** DATA EXCERPTS follows **

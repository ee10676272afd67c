// ========== Broker ==========

use crate::config::BrokerConfig;
use crate::context::{ClaimRecovery, DaemonContext};
use crate::engine::DaemonTasks;
use crate::plugins::MaxFreeSpaceBroker;
use async_trait::async_trait;
use ess_lib::{
    Collection, DataFinder, Edge, EdgeStatus, EssError, EssResult, ProcessingMeta, Request,
    RequestBroker, RequestFilter, RequestStatus, RequestUpdate,
};
use log::{debug, error, info, warn};
use std::sync::Arc;

#[derive(Debug, Clone, PartialEq)]
pub enum BrokerOutcome {
    Assigned { edge_id: i64, meta: ProcessingMeta },
    Waiting(String),
    Failed(String),
}

#[derive(Debug)]
pub struct BrokerTask {
    pub request: Request,
    /// Set once this task moved the request into BROKERING.
    pub claimed: bool,
    pub outcome: Option<BrokerOutcome>,
}

/// Edges that can take a collection of `coll_size` bytes: ACTIVE and with strictly
/// more free space than the collection needs. Order is kept.
pub fn select_candidates(edges: &[Edge], coll_size: u64) -> Vec<Edge> {
    edges
        .iter()
        .filter(|edge| edge.status == EdgeStatus::Active && edge.free_space() > coll_size)
        .cloned()
        .collect()
}

/// Places NEW (and previously WAITING) requests on an edge with room for them.
pub struct Broker {
    ctx: Arc<DaemonContext>,
    config: BrokerConfig,
    data_finder: Arc<dyn DataFinder>,
    policy: Arc<dyn RequestBroker>,
    recovery: ClaimRecovery,
}

impl Broker {
    pub fn new(
        ctx: Arc<DaemonContext>,
        config: BrokerConfig,
        data_finder: Arc<dyn DataFinder>,
        policy: Option<Arc<dyn RequestBroker>>,
    ) -> Self {
        let policy = policy.unwrap_or_else(|| {
            info!("broker: no requestbroker plugin, placing by max free space");
            Arc::new(MaxFreeSpaceBroker::default())
        });
        let recovery = ClaimRecovery::new(
            "broker",
            RequestStatus::Brokering,
            RequestStatus::Waiting,
            config.stale_claim_secs,
        );
        Self {
            ctx,
            config,
            data_finder,
            policy,
            recovery,
        }
    }

    /// The cataloged collection, or a new one described by the data finder.
    pub async fn resolve_collection(&self, scope: &str, name: &str) -> EssResult<Collection> {
        let catalog = &self.ctx.catalog;
        match catalog.get_collection(scope, name) {
            Ok(coll) => return Ok(coll),
            Err(e) if !e.is_not_found() => return Err(e),
            Err(_) => {}
        }

        let info = self.data_finder.find_dataset(scope, name).await?;
        let coll = Collection {
            collection_type: info.collection_type,
            coll_size: info.size,
            total_files: info.total_files,
            global_status: info.status,
            ..Collection::new(scope, name)
        };
        match catalog.add_collection(&coll) {
            Ok(coll_id) => {
                info!(
                    "broker: collection cataloged: coll_id={}, scope={}, name={}, size={}, files={}",
                    coll_id, scope, name, coll.coll_size, coll.total_files
                );
                Ok(Collection { coll_id, ..coll })
            }
            Err(e) if e.is_duplicate() => catalog.get_collection(scope, name),
            Err(e) => Err(e),
        }
    }

    async fn broker_request(&self, request: &Request) -> EssResult<(i64, ProcessingMeta)> {
        if request.is_partial() && request.granularity_level.unwrap_or(0) == 0 {
            return Err(EssError::InvalidParam(format!(
                "request #{} is PARTIAL without a positive granularity_level",
                request.request_id
            )));
        }

        let coll = self.resolve_collection(&request.scope, &request.name).await?;
        let edges = self.ctx.catalog.list_edges(Some(EdgeStatus::Active))?;
        let candidates = select_candidates(&edges, coll.coll_size);
        if candidates.is_empty() {
            return Err(EssError::NoSuitableCandidate(format!(
                "no active edge has more than {} bytes free ({} active)",
                coll.coll_size,
                edges.len()
            )));
        }

        let edge = self.policy.choose_edge(request, &coll, &candidates)?;
        let meta = ProcessingMeta {
            coll_id: Some(coll.coll_id),
            collection_type: Some(coll.collection_type),
            size: Some(coll.coll_size),
            total_files: Some(coll.total_files),
            collection_status: Some(coll.global_status),
            ..request.processing_meta.clone()
        };
        debug!(
            "broker: edge chosen: request_id={}, edge={}, free={}, candidates={}",
            request.request_id,
            edge.edge_name,
            edge.free_space(),
            candidates.len()
        );
        Ok((edge.edge_id, meta))
    }
}

#[async_trait]
impl DaemonTasks for Broker {
    type Task = BrokerTask;

    fn name(&self) -> &str {
        "broker"
    }

    async fn on_start(&self) -> EssResult<()> {
        self.recovery.sweep(&self.ctx, None, true)?;
        Ok(())
    }

    fn task_key(&self, task: &BrokerTask) -> Option<String> {
        Some(task.request.request_id.to_string())
    }

    async fn discover_tasks(&self, capacity: usize) -> EssResult<Vec<BrokerTask>> {
        let limit = self.config.batch_size.min(capacity);
        if limit == 0 {
            return Ok(Vec::new());
        }
        if let Err(e) = self.recovery.sweep(&self.ctx, None, false) {
            warn!("broker: stale claim sweep failed: {}", e);
        }
        let mut filter = RequestFilter::by_status(RequestStatus::New).with_limit(limit);
        filter.statuses.push(RequestStatus::Waiting);
        let requests = self.ctx.catalog.get_requests(&filter)?;
        Ok(requests
            .into_iter()
            .map(|request| BrokerTask {
                request,
                claimed: false,
                outcome: None,
            })
            .collect())
    }

    async fn process_task(&self, task: &mut BrokerTask) -> EssResult<()> {
        let request_id = task.request.request_id;
        let from = task.request.status;
        if !self.ctx.catalog.transition_request(
            request_id,
            from,
            &RequestUpdate::status(RequestStatus::Brokering),
        )? {
            debug!("broker: request already taken: request_id={}", request_id);
            return Ok(());
        }
        task.claimed = true;

        task.outcome = Some(match self.broker_request(&task.request).await {
            Ok((edge_id, meta)) => BrokerOutcome::Assigned { edge_id, meta },
            Err(EssError::NoSuitableCandidate(msg)) => BrokerOutcome::Waiting(msg),
            Err(e @ EssError::InvalidParam(_)) => BrokerOutcome::Failed(e.to_string()),
            Err(e) if e.is_plugin_error() => BrokerOutcome::Failed(e.to_string()),
            Err(e) => BrokerOutcome::Waiting(e.to_string()),
        });
        Ok(())
    }

    async fn collect_results(&self, results: Vec<BrokerTask>) -> EssResult<()> {
        for task in results {
            if !task.claimed {
                continue;
            }
            let request_id = task.request.request_id;
            let outcome = task
                .outcome
                .unwrap_or_else(|| BrokerOutcome::Waiting("brokering was interrupted".to_string()));
            let update = match &outcome {
                BrokerOutcome::Assigned { edge_id, meta } => {
                    RequestUpdate::status(RequestStatus::Assigning)
                        .with_edge(*edge_id)
                        .with_meta(meta.clone())
                        .clear_error()
                }
                BrokerOutcome::Waiting(msg) => {
                    RequestUpdate::status(RequestStatus::Waiting).with_error(msg.clone())
                }
                BrokerOutcome::Failed(msg) => {
                    RequestUpdate::status(RequestStatus::Error).with_error(msg.clone())
                }
            };
            match self
                .ctx
                .catalog
                .transition_request(request_id, RequestStatus::Brokering, &update)
            {
                Ok(true) => {}
                Ok(false) => {
                    warn!(
                        "broker: request left BROKERING before its result landed: request_id={}",
                        request_id
                    );
                    continue;
                }
                Err(e) => {
                    error!(
                        "broker: record result failed, left for recovery: request_id={}, err={}",
                        request_id, e
                    );
                    continue;
                }
            }
            match outcome {
                BrokerOutcome::Assigned { edge_id, .. } => info!(
                    "broker: request assigned: request_id={}, edge_id={}",
                    request_id, edge_id
                ),
                BrokerOutcome::Waiting(msg) => info!(
                    "broker: request waiting: request_id={}, reason={}",
                    request_id, msg
                ),
                BrokerOutcome::Failed(msg) => warn!(
                    "broker: request failed: request_id={}, err={}",
                    request_id, msg
                ),
            }
        }
        Ok(())
    }
}
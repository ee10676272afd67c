use crate::catalog_db::{
    json_column, limit_sql, map_db_error, optional_json_column, to_json_text, u64_column,
    CatalogDB, WhereBuilder,
};
use ess_lib::{
    unix_timestamp, EssError, EssResult, Request, RequestErrors, RequestFilter, RequestStatus,
    RequestUpdate,
};
use log::{debug, info, warn};
use rusqlite::types::Value as SqlValue;
use rusqlite::{params, params_from_iter, Connection, Row};

const REQUEST_COLUMNS: &str = "request_id, scope, name, data_type, granularity_type, \
    granularity_level, priority, edge_id, status, request_meta, processing_meta, errors, \
    created_at, updated_at";

fn request_from_row(row: &Row<'_>) -> rusqlite::Result<Request> {
    let granularity_level: Option<i64> = row.get(5)?;
    Ok(Request {
        request_id: row.get(0)?,
        scope: row.get(1)?,
        name: row.get(2)?,
        data_type: row.get(3)?,
        granularity_type: row.get(4)?,
        granularity_level: granularity_level.map(|v| v.max(0) as u64),
        priority: row.get(6)?,
        edge_id: row.get(7)?,
        status: row.get(8)?,
        request_meta: json_column(row, 9)?,
        processing_meta: json_column(row, 10)?,
        errors: optional_json_column(row, 11)?,
        created_at: u64_column(row, 12)?,
        updated_at: u64_column(row, 13)?,
    })
}

fn request_filter_where(filter: &RequestFilter) -> WhereBuilder {
    let mut builder = WhereBuilder::default();
    builder
        .eq_opt_i64("edge_id", filter.edge_id)
        .eq_opt_text(
            "granularity_type",
            filter.granularity_type.map(|g| g.as_str()),
        )
        .eq_opt_text("scope", filter.scope.as_deref())
        .eq_opt_text("name", filter.name.as_deref());
    let statuses = filter.statuses.iter().map(|s| s.as_str()).collect::<Vec<_>>();
    builder.in_text("status", &statuses);
    builder
}

fn query_requests(conn: &Connection, filter: &RequestFilter) -> EssResult<Vec<Request>> {
    let builder = request_filter_where(filter);
    let sql = format!(
        "SELECT {} FROM requests{} ORDER BY priority DESC, request_id{}",
        REQUEST_COLUMNS,
        builder.sql(),
        limit_sql(filter.limit)
    );
    let map_err = |e| map_db_error("get requests", e);
    let mut stmt = conn.prepare(&sql).map_err(map_err)?;
    let rows = stmt
        .query_map(params_from_iter(builder.params.iter()), request_from_row)
        .map_err(map_err)?;
    let requests = rows.collect::<rusqlite::Result<Vec<_>>>().map_err(map_err)?;
    Ok(requests)
}

/// `UPDATE requests SET ... WHERE request_id = ? [AND status = ?]`, returning rows changed.
fn apply_request_update(
    conn: &Connection,
    request_id: i64,
    update: &RequestUpdate,
    expected: Option<RequestStatus>,
) -> EssResult<usize> {
    let mut sets = vec!["updated_at = ?".to_string()];
    let mut values = vec![SqlValue::Integer(unix_timestamp() as i64)];
    if let Some(status) = update.status {
        sets.push("status = ?".to_string());
        values.push(SqlValue::Text(status.as_str().to_string()));
    }
    if let Some(edge_id) = update.edge_id {
        sets.push("edge_id = ?".to_string());
        values.push(SqlValue::Integer(edge_id));
    }
    if let Some(priority) = update.priority {
        sets.push("priority = ?".to_string());
        values.push(SqlValue::Integer(priority as i64));
    }
    if let Some(meta) = &update.processing_meta {
        sets.push("processing_meta = ?".to_string());
        values.push(SqlValue::Text(to_json_text(meta)?));
        sets.push("original_request_id = ?".to_string());
        values.push(match meta.original_request_id {
            Some(id) => SqlValue::Integer(id),
            None => SqlValue::Null,
        });
    }
    if let Some(errors) = &update.errors {
        sets.push("errors = ?".to_string());
        values.push(SqlValue::Text(to_json_text(errors)?));
    } else if update.clear_errors {
        sets.push("errors = NULL".to_string());
    }

    let mut builder = WhereBuilder::default();
    builder.eq("request_id", SqlValue::Integer(request_id));
    if let Some(expected) = expected {
        builder.eq("status", SqlValue::Text(expected.as_str().to_string()));
    }
    values.extend(builder.params.iter().cloned());

    let sql = format!("UPDATE requests SET {}{}", sets.join(", "), builder.sql());
    conn.execute(&sql, params_from_iter(values.iter()))
        .map_err(|e| map_db_error(&format!("update request #{}", request_id), e))
}

fn check_transition(request_id: i64, from: RequestStatus, update: &RequestUpdate) -> EssResult<RequestStatus> {
    let to = update.status.ok_or_else(|| {
        EssError::InvalidParam(format!(
            "transition of request #{} needs a target status",
            request_id
        ))
    })?;
    if !from.can_transition_to(to) {
        return Err(EssError::InvalidStateTransition(format!(
            "request #{}: {} -> {}",
            request_id, from, to
        )));
    }
    Ok(to)
}

impl CatalogDB {
    /// Inserts a request as given (status included). A request shadowing a remote one
    /// fails with `AlreadyExists` if that remote id is already mirrored here.
    pub fn add_request(&self, request: &Request) -> EssResult<i64> {
        let request_meta = to_json_text(&request.request_meta)?;
        let processing_meta = to_json_text(&request.processing_meta)?;
        let errors = match &request.errors {
            Some(errors) => Some(to_json_text(errors)?),
            None => None,
        };
        let now = unix_timestamp();
        let conn = self.lock_conn()?;
        conn.execute(
            "INSERT INTO requests (scope, name, data_type, granularity_type, granularity_level,
                priority, edge_id, status, request_meta, processing_meta, errors,
                original_request_id, created_at, updated_at)
             VALUES (?1, ?2, ?3, ?4, ?5, ?6, ?7, ?8, ?9, ?10, ?11, ?12, ?13, ?13)",
            params![
                request.scope,
                request.name,
                request.data_type,
                request.granularity_type,
                request.granularity_level.map(|v| v as i64),
                request.priority,
                request.edge_id,
                request.status,
                request_meta,
                processing_meta,
                errors,
                request.processing_meta.original_request_id,
                now as i64,
            ],
        )
        .map_err(|e| map_db_error(&format!("add request {}:{}", request.scope, request.name), e))?;
        let request_id = conn.last_insert_rowid();
        info!(
            "CatalogDB: request added: request_id={}, scope={}, name={}, granularity={}, status={}",
            request_id, request.scope, request.name, request.granularity_type, request.status
        );
        Ok(request_id)
    }

    pub fn get_request(&self, request_id: i64) -> EssResult<Request> {
        let conn = self.lock_conn()?;
        conn.query_row(
            &format!("SELECT {} FROM requests WHERE request_id = ?1", REQUEST_COLUMNS),
            params![request_id],
            request_from_row,
        )
        .map_err(|e| map_db_error(&format!("get request #{}", request_id), e))
    }

    /// The local request mirroring a remote (head) request id.
    pub fn get_request_by_original(&self, original_request_id: i64) -> EssResult<Request> {
        let conn = self.lock_conn()?;
        conn.query_row(
            &format!(
                "SELECT {} FROM requests WHERE original_request_id = ?1",
                REQUEST_COLUMNS
            ),
            params![original_request_id],
            request_from_row,
        )
        .map_err(|e| {
            map_db_error(
                &format!("get request by original #{}", original_request_id),
                e,
            )
        })
    }

    pub fn get_requests(&self, filter: &RequestFilter) -> EssResult<Vec<Request>> {
        let conn = self.lock_conn()?;
        query_requests(&conn, filter)
    }

    pub fn get_requests_by_edge(
        &self,
        edge_id: i64,
        statuses: &[RequestStatus],
    ) -> EssResult<Vec<Request>> {
        let filter = RequestFilter {
            edge_id: Some(edge_id),
            statuses: statuses.to_vec(),
            ..Default::default()
        };
        self.get_requests(&filter)
    }

    /// Unconditional update for administrative use; workflow code goes through
    /// [`CatalogDB::transition_request`].
    pub fn update_request(&self, request_id: i64, update: &RequestUpdate) -> EssResult<()> {
        let conn = self.lock_conn()?;
        let changed = apply_request_update(&conn, request_id, update, None)?;
        if changed == 0 {
            return Err(EssError::NotFound(format!("request #{}", request_id)));
        }
        Ok(())
    }

    /// Compare-and-swap on status: applies `update` only while the request is still in
    /// `from`. `Ok(false)` means another worker moved it first.
    pub fn transition_request(
        &self,
        request_id: i64,
        from: RequestStatus,
        update: &RequestUpdate,
    ) -> EssResult<bool> {
        let to = check_transition(request_id, from, update)?;
        let conn = self.lock_conn()?;
        let changed = apply_request_update(&conn, request_id, update, Some(from))?;
        if changed == 0 {
            debug!(
                "CatalogDB: request transition lost: request_id={}, {} -> {}",
                request_id, from, to
            );
            return Ok(false);
        }
        Ok(true)
    }

    /// Claims up to `filter.limit` requests in `from`, moving each to `to` in one transaction.
    /// Returns only the requests this call won, with their new status.
    pub fn claim_requests(
        &self,
        filter: &RequestFilter,
        from: RequestStatus,
        to: RequestStatus,
    ) -> EssResult<Vec<Request>> {
        let update = RequestUpdate::status(to);
        check_transition(0, from, &update)?;
        let mut filter = filter.clone();
        filter.statuses = vec![from];

        let mut conn = self.lock_conn()?;
        let tx = conn
            .transaction()
            .map_err(|e| map_db_error("claim requests: begin", e))?;
        let candidates = query_requests(&tx, &filter)?;
        let mut claimed = Vec::with_capacity(candidates.len());
        for mut request in candidates {
            if apply_request_update(&tx, request.request_id, &update, Some(from))? == 1 {
                request.status = to;
                claimed.push(request);
            }
        }
        tx.commit()
            .map_err(|e| map_db_error("claim requests: commit", e))?;
        if !claimed.is_empty() {
            info!(
                "CatalogDB: requests claimed: {} -> {}, ids={:?}",
                from,
                to,
                claimed.iter().map(|r| r.request_id).collect::<Vec<_>>()
            );
        }
        Ok(claimed)
    }

    pub fn delete_request(&self, request_id: i64) -> EssResult<()> {
        let conn = self.lock_conn()?;
        let changed = conn
            .execute("DELETE FROM requests WHERE request_id = ?1", params![request_id])
            .map_err(|e| map_db_error(&format!("delete request #{}", request_id), e))?;
        if changed == 0 {
            return Err(EssError::NotFound(format!("request #{}", request_id)));
        }
        Ok(())
    }

    /// Returns requests stuck in the claimed status `from` since `updated_before` (or earlier)
    /// to `to`, recording `message` as their error. Used to recover claims whose owner
    /// died; the workflow edge check is not applied.
    pub fn requeue_stale_requests(
        &self,
        from: RequestStatus,
        to: RequestStatus,
        edge_id: Option<i64>,
        updated_before: u64,
        message: &str,
    ) -> EssResult<usize> {
        let errors = to_json_text(&RequestErrors::new(message))?;
        let mut sql = "UPDATE requests SET status = ?1, errors = ?2, updated_at = ?3
             WHERE status = ?4 AND updated_at <= ?5"
            .to_string();
        let mut values = vec![
            SqlValue::Text(to.as_str().to_string()),
            SqlValue::Text(errors),
            SqlValue::Integer(unix_timestamp() as i64),
            SqlValue::Text(from.as_str().to_string()),
            SqlValue::Integer(updated_before as i64),
        ];
        if let Some(edge_id) = edge_id {
            sql.push_str(" AND edge_id = ?6");
            values.push(SqlValue::Integer(edge_id));
        }
        let conn = self.lock_conn()?;
        let changed = conn
            .execute(&sql, params_from_iter(values.iter()))
            .map_err(|e| map_db_error("requeue stale requests", e))?;
        if changed > 0 {
            warn!(
                "CatalogDB: stale requests requeued: {} -> {}, count={}, edge_id={:?}",
                from, to, changed, edge_id
            );
        }
        Ok(changed)
    }

    /// Administrative reset of a request back to NEW: clears errors and placement and
    /// counts the retry in `processing_meta.retries`.
    pub fn reset_request(&self, request_id: i64) -> EssResult<Request> {
        let mut request = self.get_request(request_id)?;
        let mut meta = request.processing_meta.clone();
        meta.retries += 1;
        let meta_text = to_json_text(&meta)?;
        {
            let conn = self.lock_conn()?;
            let changed = conn
                .execute(
                    "UPDATE requests SET status = ?2, edge_id = NULL, errors = NULL,
                        processing_meta = ?3, updated_at = ?4
                     WHERE request_id = ?1 AND status = ?5",
                    params![
                        request_id,
                        RequestStatus::New,
                        meta_text,
                        unix_timestamp() as i64,
                        request.status,
                    ],
                )
                .map_err(|e| map_db_error(&format!("reset request #{}", request_id), e))?;
            if changed == 0 {
                return Err(EssError::InvalidStateTransition(format!(
                    "request #{} changed while resetting",
                    request_id
                )));
            }
        }
        warn!(
            "CatalogDB: request reset to NEW: request_id={}, previous_status={}, retries={}",
            request_id, request.status, meta.retries
        );
        request.status = RequestStatus::New;
        request.edge_id = None;
        request.errors = None;
        request.processing_meta = meta;
        Ok(request)
    }
}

** End of DATA EXCERPTS **

Wherever "left" occurs in the entries above, copy the line it sits on.

                        "broker: request left BROKERING before its result landed: request_id={}",
                        "broker: record result failed, left for recovery: request_id={}, err={}",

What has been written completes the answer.